---------- The records ----------

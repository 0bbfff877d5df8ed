//! Declarative endpoint descriptions.
//!
//! A [`Target`] describes one logical endpoint: where it lives, how to call
//! it and how the body is encoded. Targets are plain values with no
//! behavior beyond field access and defaults; they are consumed once by the
//! request builder and own no resources.

use std::collections::HashMap;
use std::time::Duration;

use serde::Serialize;
use serde_json::Value;

use crate::error::{ApiError, Result};

/// Request timeout applied when a target does not override [`Target::timeout`].
pub const DEFAULT_TIMEOUT: Duration = Duration::from_secs(120);

/// HTTP methods supported by endpoint descriptions.
#[derive(Debug, Clone, Copy, PartialEq, Eq, Default)]
pub enum Method {
    /// GET request.
    #[default]
    Get,
    /// POST request.
    Post,
    /// PUT request.
    Put,
    /// DELETE request.
    Delete,
}

impl Method {
    /// Uppercase wire representation.
    pub fn as_str(&self) -> &'static str {
        match self {
            Self::Get => "GET",
            Self::Post => "POST",
            Self::Put => "PUT",
            Self::Delete => "DELETE",
        }
    }
}

impl From<Method> for reqwest::Method {
    fn from(method: Method) -> Self {
        match method {
            Method::Get => reqwest::Method::GET,
            Method::Post => reqwest::Method::POST,
            Method::Put => reqwest::Method::PUT,
            Method::Delete => reqwest::Method::DELETE,
        }
    }
}

/// Body encoding mode.
///
/// `Json` injects a `Content-Type: application/json` header whether or not
/// a body is present; `Url` leaves the headers alone and attaches any body
/// verbatim.
#[derive(Debug, Clone, Copy, PartialEq, Eq, Default)]
pub enum Encoding {
    /// No content-type injection; the body is sent as provided.
    Url,
    /// JSON content type, body serialized from a structured value.
    #[default]
    Json,
}

/// A request body: either pre-encoded bytes or a structured value that the
/// request builder serializes to JSON.
#[derive(Debug, Clone, PartialEq)]
pub enum Body {
    /// Pre-encoded bytes, attached to the request verbatim.
    Raw(Vec<u8>),
    /// A structured value serialized to JSON at request-build time.
    Json(Value),
}

impl Body {
    /// Builds a JSON body from any serializable value.
    ///
    /// Serialization failure is surfaced as [`ApiError::Encoding`] instead
    /// of producing a request with a silently missing body.
    pub fn json<T: Serialize>(value: &T) -> Result<Self> {
        serde_json::to_value(value)
            .map(Self::Json)
            .map_err(|e| ApiError::encoding(e.to_string()))
    }

    /// Builds a raw body from pre-encoded bytes.
    pub fn raw(bytes: impl Into<Vec<u8>>) -> Self {
        Self::Raw(bytes.into())
    }
}

/// One query-string item, in order of appearance.
///
/// A `None` value renders as a bare key with no `=`.
#[derive(Debug, Clone, PartialEq, Eq)]
pub struct QueryItem {
    /// Query parameter name.
    pub key: String,
    /// Query parameter value, absent for flag-style parameters.
    pub value: Option<String>,
}

impl QueryItem {
    /// Creates a key/value query item.
    pub fn new(key: impl Into<String>, value: impl Into<String>) -> Self {
        Self {
            key: key.into(),
            value: Some(value.into()),
        }
    }

    /// Creates a value-less query item.
    pub fn flag(key: impl Into<String>) -> Self {
        Self {
            key: key.into(),
            value: None,
        }
    }
}

/// Declarative description of one HTTP endpoint call.
///
/// Implement this per logical call site; everything except [`path`] has a
/// default. A target without its own [`base_url`] falls back to the base
/// URL configured on the dispatching [`Client`](crate::client::Client).
///
/// # Example
///
/// ```rust
/// use waypost::{QueryItem, Target};
///
/// struct SearchUsers {
///     term: String,
/// }
///
/// impl Target for SearchUsers {
///     fn path(&self) -> &str {
///         "v1/users/search"
///     }
///
///     fn query_items(&self) -> Vec<QueryItem> {
///         vec![QueryItem::new("q", self.term.clone())]
///     }
/// }
/// ```
///
/// [`path`]: Target::path
/// [`base_url`]: Target::base_url
pub trait Target {
    /// Root origin for this endpoint, overriding the client default.
    fn base_url(&self) -> Option<&str> {
        None
    }

    /// Path appended to the base URL, segment by segment.
    fn path(&self) -> &str;

    /// HTTP method (default GET).
    fn method(&self) -> Method {
        Method::default()
    }

    /// Extra request headers (default none).
    fn headers(&self) -> HashMap<String, String> {
        HashMap::new()
    }

    /// Query-string items in the order they should appear (default none).
    fn query_items(&self) -> Vec<QueryItem> {
        Vec::new()
    }

    /// Request body (default none).
    fn body(&self) -> Option<Body> {
        None
    }

    /// Body encoding mode (default JSON).
    fn encoding(&self) -> Encoding {
        Encoding::default()
    }

    /// Request timeout (default 120 seconds).
    fn timeout(&self) -> Duration {
        DEFAULT_TIMEOUT
    }
}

----------

About this task
Using the records above, select and copy every line that has the word "flag".

Reply to the exercise
    /// Query parameter value, absent for flag-style parameters.
    pub fn flag(key: impl Into<String>) -> Self {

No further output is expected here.